• **What you are asked to do**
Look through the records below for the line with "impl ResponseError for" and the line with "tracing::error!(error = %self, details", then return those lines and all lines between, exactly.

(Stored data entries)
--*--
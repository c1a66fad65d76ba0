//! Error responses
//!
//! Every failure that reaches a handler is fatal to the request. Details go to
//! the log; the client only ever sees a bare 500.

use actix_web::{http::StatusCode, HttpResponse, ResponseError};
use pv_core::errors::{DomainError, SessionError};
use thiserror::Error;

#[derive(Debug, Error)]
pub enum ApiError {
    #[error(transparent)]
    Domain(#[from] DomainError),

    #[error(transparent)]
    Session(#[from] SessionError),

    #[error("template rendering failed: {0}")]
    Template(#[from] tera::Error),
}

impl ResponseError for ApiError {
    fn status_code(&self) -> StatusCode {
        StatusCode::INTERNAL_SERVER_ERROR
    }

    fn error_response(&self) -> HttpResponse {
        tracing::error!(error = %self, details = ?self, "Request failed");

        HttpResponse::InternalServerError()
            .content_type("text/plain; charset=utf-8")
            .body("Internal Server Error")
    }
}
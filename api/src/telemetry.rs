//! Tracing subscriber setup

use pv_shared::config::{LogFormat, LoggingConfig};
use tracing_subscriber::{layer::SubscriberExt, util::SubscriberInitExt, EnvFilter};

/// Install the global subscriber.
///
/// `RUST_LOG` takes precedence over the configured level.
pub fn init(config: &LoggingConfig) -> anyhow::Result<()> {
    let filter = EnvFilter::try_from_default_env()
        .or_else(|_| EnvFilter::try_new(&config.level))?;

    let registry = tracing_subscriber::registry().with(filter);

    match config.format {
        LogFormat::Json => registry
            .with(
                tracing_subscriber::fmt::layer()
                    .json()
                    .with_current_span(true)
                    .with_file(config.source_location)
                    .with_line_number(config.source_location),
            )
            .try_init()?,
        LogFormat::Pretty => registry
            .with(
                tracing_subscriber::fmt::layer()
                    .pretty()
                    .with_target(true)
                    .with_file(config.source_location)
                    .with_line_number(config.source_location),
            )
            .try_init()?,
        LogFormat::Compact => registry
            .with(
                tracing_subscriber::fmt::layer()
                    .compact()
                    .with_target(true),
            )
            .try_init()?,
    }

    Ok(())
}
--*--
• **Reply**
impl ResponseError for ApiError {
    fn status_code(&self) -> StatusCode {
        StatusCode::INTERNAL_SERVER_ERROR
    }

    fn error_response(&self) -> HttpResponse {
        tracing::error!(error = %self, details = ?self, "Request failed");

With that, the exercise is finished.